Biography: Ephraim Suhir is on the faculty of the Portland State University, Portland, OR, US; Technical University, Vienna, Austria; and James Cook University, Townsville, Queensland, Australia. He is also CEO of the SBIR ERS Co. in Los Altos, CA, USA. Ephraim is the IEEE, the ASME, the SPIE, and the IMAPS Life Fellow; the APS, the IoP (UK), and the SPE Fellow; and AIAA Associate Fellow; has authored 450+ publications, presented numerous keynote and invited talks worldwide, and received many professional awards, including 1996 Bell Labs DMTS Award (for developing effective methods for predicting the reliability of complex structures used in AT&T and Lucent Technologies products), 2004 ASME Worcester Read Warner Medal Award (for outstanding contributions to the permanent literature of engineering and laying the foundation of a new discipline “Structural Analysis of Electronic Systems”; he is the third “Russian American”, after S. Timoshenko and I. Sikorsky, who received this prestigious ASME award), the 2019 IEEE EPS Field award for seminal contributions to mechanical reliability engineering and modeling of electronic and photonic packages and systems and the 2019 IMAPS Lifetime Achievement Award.

Abstract: This tutorial focuses on the underlying reliability physics and design-for-reliability of electronic and photonic packages comprised of dissimilar materials and subjected to thermal loading because of the change in temperature. The objective of the course is to teach a mechanical, materials, electrical, reliability and/or an optical engineer to understand the physics of possible TS induced failures and how to model the thermally induced stresses and deformations and possibly prevent failures. The instructor has worked in this field for about forty years or so, and some of his publications are referred to and indicated in the course information. The following major topics are addressed: physics of TS and typical TS failures in adhesively bonded or soldered assemblies; what could possibly be done to relieve TS; role of modeling, with an emphasis on analytical ("mathematical") modeling and its interaction with finite-element analyses (FEA); TS in bi-material assemblies with a low yield stress bonding (solder) layer; design recommendations for improved reliability of electronic and photonic packages experiencing thermal loading; TS in assemblies bonded at the ends; local and global interfacial shearing TS, their interaction and possible minimization; bi- and tri-material assemblies experiencing TS; flip-chip solder joint interconnections; role of the underfill; inhomogeneously bonded assemblies and assemblies with low modulus bonds at the end; possibilities to avoid inelastic thermal strains in solder joints; TS in assemblies with identical adherends; accelerated testing of assemblies subjected to thermal loading; TS in column-grid-arrays and ball-grid-array designs; TS in thin films; thermal and lattice mismatch stresses; TS induced bow and bow-free assemblies subjected to TS; TS in optical fibers and some other TS related problems in electronic and photonic packaging; unsolved problems and possible future work.
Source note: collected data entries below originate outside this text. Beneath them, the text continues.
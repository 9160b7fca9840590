use chrono::NaiveDate;
use serde::{Deserialize, Serialize};
use std::fmt;
use std::ops::{Index, IndexMut};
use std::str::FromStr;

pub const KIB: f64 = 1024.0;
pub const BYTES_PER_GIB: f64 = 1024.0 * 1024.0 * 1024.0;
pub const DAYS_PER_MONTH: f64 = 365.0 / 12.0;

/// Whole simulated months for a day count, rounded to the nearest month.
pub fn months_for_days(days: u32) -> u32 {
    (days as f64 / DAYS_PER_MONTH).round() as u32
}

pub fn bytes_to_gib(bytes: f64) -> f64 {
    bytes / BYTES_PER_GIB
}

#[derive(Debug, Clone, Copy, PartialEq, Eq, PartialOrd, Ord, Hash, Serialize, Deserialize)]
#[serde(rename_all = "lowercase")]
pub enum StorageClass {
    Standard,
    Nearline,
    Coldline,
    Archive,
}

impl StorageClass {
    /// Warmest first.
    pub const ALL: [StorageClass; 4] = [
        StorageClass::Standard,
        StorageClass::Nearline,
        StorageClass::Coldline,
        StorageClass::Archive,
    ];

    pub fn coldness(&self) -> usize {
        match self {
            StorageClass::Standard => 0,
            StorageClass::Nearline => 1,
            StorageClass::Coldline => 2,
            StorageClass::Archive => 3,
        }
    }

    pub fn is_colder_than(&self, other: StorageClass) -> bool {
        self.coldness() > other.coldness()
    }

    pub fn name(&self) -> &'static str {
        match self {
            StorageClass::Standard => "Standard",
            StorageClass::Nearline => "Nearline",
            StorageClass::Coldline => "Coldline",
            StorageClass::Archive => "Archive",
        }
    }

    pub fn key(&self) -> &'static str {
        match self {
            StorageClass::Standard => "standard",
            StorageClass::Nearline => "nearline",
            StorageClass::Coldline => "coldline",
            StorageClass::Archive => "archive",
        }
    }
}

impl fmt::Display for StorageClass {
    fn fmt(&self, f: &mut fmt::Formatter<'_>) -> fmt::Result {
        f.write_str(self.name())
    }
}

impl FromStr for StorageClass {
    type Err = String;

    fn from_str(s: &str) -> Result<Self, Self::Err> {
        match s.trim().to_ascii_lowercase().as_str() {
            "standard" => Ok(StorageClass::Standard),
            "nearline" => Ok(StorageClass::Nearline),
            "coldline" => Ok(StorageClass::Coldline),
            "archive" => Ok(StorageClass::Archive),
            other => Err(format!("unknown storage class: {}", other)),
        }
    }
}

/// Which tiering strategy produced a result.
#[derive(Debug, Clone, Copy, PartialEq, Eq, Hash, Serialize, Deserialize)]
#[serde(rename_all = "lowercase")]
pub enum Strategy {
    Autoclass,
    Lifecycle,
}

impl Strategy {
    pub fn name(&self) -> &'static str {
        match self {
            Strategy::Autoclass => "Autoclass",
            Strategy::Lifecycle => "Lifecycle",
        }
    }
}

impl fmt::Display for Strategy {
    fn fmt(&self, f: &mut fmt::Formatter<'_>) -> fmt::Result {
        f.write_str(self.name())
    }
}

/// One value per storage class.
#[derive(Debug, Clone, Copy, Default, PartialEq, Serialize, Deserialize)]
pub struct TierBytes([f64; 4]);

impl TierBytes {
    pub fn new() -> Self {
        Self([0.0; 4])
    }

    pub fn total(&self) -> f64 {
        self.0.iter().sum()
    }

    pub fn iter(&self) -> impl Iterator<Item = (StorageClass, f64)> + '_ {
        StorageClass::ALL.iter().map(move |class| (*class, self[*class]))
    }
}

impl Index<StorageClass> for TierBytes {
    type Output = f64;

    fn index(&self, class: StorageClass) -> &f64 {
        &self.0[class.coldness()]
    }
}

impl IndexMut<StorageClass> for TierBytes {
    fn index_mut(&mut self, class: StorageClass) -> &mut f64 {
        &mut self.0[class.coldness()]
    }
}

pub type GenerationId = u64;

/// A cohort of bytes that ages and transitions as a unit.
#[derive(Debug, Clone, PartialEq)]
pub struct Generation {
    id: GenerationId,
    created_month: u32,
    class: StorageClass,
    bytes: f64,
    eligible: bool,
    class_age: u32,
    idle_age: u32,
    promoted: bool,
}

impl Generation {
    pub(crate) fn new(id: GenerationId, created_month: u32, bytes: f64, eligible: bool) -> Self {
        Self {
            id,
            created_month,
            class: StorageClass::Standard,
            bytes,
            eligible,
            class_age: 0,
            idle_age: 0,
            promoted: false,
        }
    }

    pub fn id(&self) -> GenerationId {
        self.id
    }

    pub fn created_month(&self) -> u32 {
        self.created_month
    }

    pub fn class(&self) -> StorageClass {
        self.class
    }

    pub fn bytes(&self) -> f64 {
        self.bytes
    }

    pub fn is_eligible(&self) -> bool {
        self.eligible
    }

    /// Months since the last class change.
    pub fn class_age(&self) -> u32 {
        self.class_age
    }

    /// Months since creation or the last re-promotion.
    pub fn idle_age(&self) -> u32 {
        self.idle_age
    }

    pub fn was_promoted(&self) -> bool {
        self.promoted
    }

    /// Months elapsed since creation as seen in `month`.
    pub fn age_at(&self, month: u32) -> u32 {
        month.saturating_sub(self.created_month)
    }

    pub(crate) fn set_id(&mut self, id: GenerationId) {
        self.id = id;
    }

    pub(crate) fn set_bytes(&mut self, bytes: f64) {
        self.bytes = bytes.max(0.0);
    }

    pub(crate) fn add_bytes(&mut self, bytes: f64) {
        self.bytes += bytes;
    }

    pub(crate) fn set_created_month(&mut self, month: u32) {
        self.created_month = month;
    }

    pub(crate) fn tick(&mut self) {
        self.class_age += 1;
        self.idle_age += 1;
    }

    pub(crate) fn move_to(&mut self, class: StorageClass) {
        if class != self.class {
            self.class = class;
            self.class_age = 0;
        }
    }

    pub(crate) fn repromote(&mut self) {
        self.class = StorageClass::Standard;
        self.class_age = 0;
        self.idle_age = 0;
        self.promoted = true;
    }
}

/// Itemised monthly cost in dollars.
#[derive(Debug, Clone, Copy, Default, PartialEq, Serialize, Deserialize)]
pub struct CostBreakdown {
    storage: f64,
    retrieval: f64,
    early_deletion: f64,
    api_class_a: f64,
    api_class_b: f64,
    management_fee: f64,
}

impl CostBreakdown {
    pub fn new(
        storage: f64,
        retrieval: f64,
        early_deletion: f64,
        api_class_a: f64,
        api_class_b: f64,
        management_fee: f64,
    ) -> Self {
        Self {
            storage,
            retrieval,
            early_deletion,
            api_class_a,
            api_class_b,
            management_fee,
        }
    }

    pub fn storage(&self) -> f64 {
        self.storage
    }

    pub fn retrieval(&self) -> f64 {
        self.retrieval
    }

    pub fn early_deletion(&self) -> f64 {
        self.early_deletion
    }

    pub fn api_class_a(&self) -> f64 {
        self.api_class_a
    }

    pub fn api_class_b(&self) -> f64 {
        self.api_class_b
    }

    pub fn api(&self) -> f64 {
        self.api_class_a + self.api_class_b
    }

    pub fn management_fee(&self) -> f64 {
        self.management_fee
    }

    pub fn total(&self) -> f64 {
        self.storage
            + self.retrieval
            + self.early_deletion
            + self.api_class_a
            + self.api_class_b
            + self.management_fee
    }

    pub fn is_finite(&self) -> bool {
        self.total().is_finite()
    }
}

impl std::ops::AddAssign for CostBreakdown {
    fn add_assign(&mut self, rhs: Self) {
        self.storage += rhs.storage;
        self.retrieval += rhs.retrieval;
        self.early_deletion += rhs.early_deletion;
        self.api_class_a += rhs.api_class_a;
        self.api_class_b += rhs.api_class_b;
        self.management_fee += rhs.management_fee;
    }
}

/// One simulated month. Flat so it renders as one table row.
#[derive(Debug, Clone, PartialEq, Serialize)]
pub struct MonthlyResult {
    pub(crate) month: u32,
    pub(crate) period: Option<NaiveDate>,
    pub(crate) standard_bytes: f64,
    pub(crate) nearline_bytes: f64,
    pub(crate) coldline_bytes: f64,
    pub(crate) archive_bytes: f64,
    pub(crate) total_bytes: f64,
    pub(crate) ingested_bytes: f64,
    #[serde(flatten)]
    pub(crate) costs: CostBreakdown,
    pub(crate) total_cost: f64,
    pub(crate) cumulative_cost: f64,
    pub(crate) managed_objects: f64,
    pub(crate) total_objects: f64,
    pub(crate) transitioned_bytes: f64,
    pub(crate) reconciled_bytes: f64,
    pub(crate) generation_count: usize,
}

impl MonthlyResult {
    pub fn month(&self) -> u32 {
        self.month
    }

    pub fn period(&self) -> Option<NaiveDate> {
        self.period
    }

    pub fn bytes_in(&self, class: StorageClass) -> f64 {
        match class {
            StorageClass::Standard => self.standard_bytes,
            StorageClass::Nearline => self.nearline_bytes,
            StorageClass::Coldline => self.coldline_bytes,
            StorageClass::Archive => self.archive_bytes,
        }
    }

    pub fn tier_bytes(&self) -> TierBytes {
        let mut tiers = TierBytes::new();
        for class in StorageClass::ALL {
            tiers[class] = self.bytes_in(class);
        }
        tiers
    }

    pub fn total_bytes(&self) -> f64 {
        self.total_bytes
    }

    pub fn ingested_bytes(&self) -> f64 {
        self.ingested_bytes
    }

    pub fn costs(&self) -> &CostBreakdown {
        &self.costs
    }

    pub fn total_cost(&self) -> f64 {
        self.total_cost
    }

    pub fn cumulative_cost(&self) -> f64 {
        self.cumulative_cost
    }

    /// Object-equivalents subject to the management fee.
    pub fn managed_objects(&self) -> f64 {
        self.managed_objects
    }

    pub fn total_objects(&self) -> f64 {
        self.total_objects
    }

    pub fn transitioned_bytes(&self) -> f64 {
        self.transitioned_bytes
    }

    /// Mass folded out of pruned generations this month.
    pub fn reconciled_bytes(&self) -> f64 {
        self.reconciled_bytes
    }

    pub fn generation_count(&self) -> usize {
        self.generation_count
    }
}

#[derive(Debug, Clone, PartialEq, Serialize)]
#[serde(tag = "kind", rename_all = "snake_case")]
pub enum SimulationWarning {
    /// The run stopped before `month` because `quantity` was not finite.
    NumericOverflow { month: u32, quantity: String },
}

impl fmt::Display for SimulationWarning {
    fn fmt(&self, f: &mut fmt::Formatter<'_>) -> fmt::Result {
        match self {
            SimulationWarning::NumericOverflow { month, quantity } => write!(
                f,
                "{} overflowed in month {}; results stop at month {}",
                quantity,
                month,
                month.saturating_sub(1)
            ),
        }
    }
}

/// Everything one policy run produced.
#[derive(Debug, Clone, PartialEq, Serialize)]
pub struct SimulationRun {
    strategy: Strategy,
    rows: Vec<MonthlyResult>,
    warnings: Vec<SimulationWarning>,
    truncated: bool,
}

impl SimulationRun {
    pub fn new(
        strategy: Strategy,
        rows: Vec<MonthlyResult>,
        warnings: Vec<SimulationWarning>,
        truncated: bool,
    ) -> Self {
        Self {
            strategy,
            rows,
            warnings,
            truncated,
        }
    }

    pub fn strategy(&self) -> Strategy {
        self.strategy
    }

    pub fn rows(&self) -> &[MonthlyResult] {
        &self.rows
    }

    pub fn warnings(&self) -> &[SimulationWarning] {
        &self.warnings
    }

    pub fn is_truncated(&self) -> bool {
        self.truncated
    }

    pub fn final_row(&self) -> Option<&MonthlyResult> {
        self.rows.last()
    }

    pub fn total_cost(&self) -> f64 {
        self.rows.last().map(|row| row.cumulative_cost()).unwrap_or(0.0)
    }
}

#[cfg(test)]
mod tests {
    use super::*;

    #[test]
    fn test_months_for_days_rounds_to_whole_months() {
        assert_eq!(months_for_days(0), 0);
        assert_eq!(months_for_days(30), 1);
        assert_eq!(months_for_days(90), 3);
        assert_eq!(months_for_days(180), 6);
        assert_eq!(months_for_days(365), 12);
    }

    #[test]
    fn test_storage_class_order() {
        assert!(StorageClass::Archive.is_colder_than(StorageClass::Coldline));
        assert!(!StorageClass::Standard.is_colder_than(StorageClass::Nearline));
        assert_eq!("ColdLine".parse::<StorageClass>(), Ok(StorageClass::Coldline));
        assert!("glacier".parse::<StorageClass>().is_err());
    }

    #[test]
    fn test_tier_bytes_indexing() {
        let mut tiers = TierBytes::new();
        tiers[StorageClass::Nearline] += 10.0;
        tiers[StorageClass::Archive] += 5.0;
        assert_eq!(tiers[StorageClass::Nearline], 10.0);
        assert_eq!(tiers.total(), 15.0);
    }

    #[test]
    fn test_move_to_resets_class_age_only_on_change() {
        let mut generation = Generation::new(0, 1, 100.0, true);
        generation.tick();
        generation.tick();
        generation.move_to(StorageClass::Standard);
        assert_eq!(generation.class_age(), 2);

        generation.move_to(StorageClass::Nearline);
        assert_eq!(generation.class_age(), 0);
        assert_eq!(generation.idle_age(), 2);
    }

    #[test]
    fn test_repromote_keeps_creation_month() {
        let mut generation = Generation::new(0, 3, 100.0, true);
        generation.tick();
        generation.move_to(StorageClass::Coldline);
        generation.repromote();

        assert_eq!(generation.class(), StorageClass::Standard);
        assert_eq!(generation.class_age(), 0);
        assert_eq!(generation.idle_age(), 0);
        assert_eq!(generation.created_month(), 3);
        assert!(generation.was_promoted());
    }

    #[test]
    fn test_cost_breakdown_total() {
        let costs = CostBreakdown::new(1.0, 2.0, 3.0, 0.5, 0.25, 0.25);
        assert_eq!(costs.total(), 7.0);
        assert_eq!(costs.api(), 0.75);
    }
}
Some major publications of the course director are:

  • E. Suhir, Avoiding Inelastic Strain in Solder Material of IC Devices, CRC Press, 2020, in production
  • E. Suhir, "The Outcome of an Engineering Undertaking of Importance Must Be Quantified to Assure its Success and Safety: Review", Journal of Aerospace Engineering and Mechanics, 4(2), 2020
  • E. Suhir, "Analytical Thermal Stress Modeling in Electronics and Photonics Engineering: Application of the Concept of Interfacial Compliance", Journal of Thermal Stresses, special issue dedicated to 90-th birthday of Prof. Richard Hetnarski, 2019
  • E. Suhir, D. Steinberg, T. Yi, eds., Dynamic Response of Electronic and Photonic Systems to Shocks and Vibrations, John Wiley, 2011
  • E. Suhir, C.-P. Wong, Y.-C. Lee, eds. Micro- and Opto-Electronic Materials and Structures: Physics, Mechanics, Design, Packaging, Reliability, 2 volumes, Springer, 2008
  • E. Suhir, "Structural Analysis in Microelectronic and Fiber Optic Systems", vol.1, "Basic Principles of Engineering Elasticity and Fundamentals of Structural Analysis", Van Nostrand Reinhold, New York, 1991.
  • E. Suhir, "Thermal Stress Failures in Microelectronic Components - Review and Extension", in A. Bar-Cohen and A. D. Kraus, eds., "Advances in Thermal Modeling of Electronic Components and Systems", Hemisphere, New York, 1988.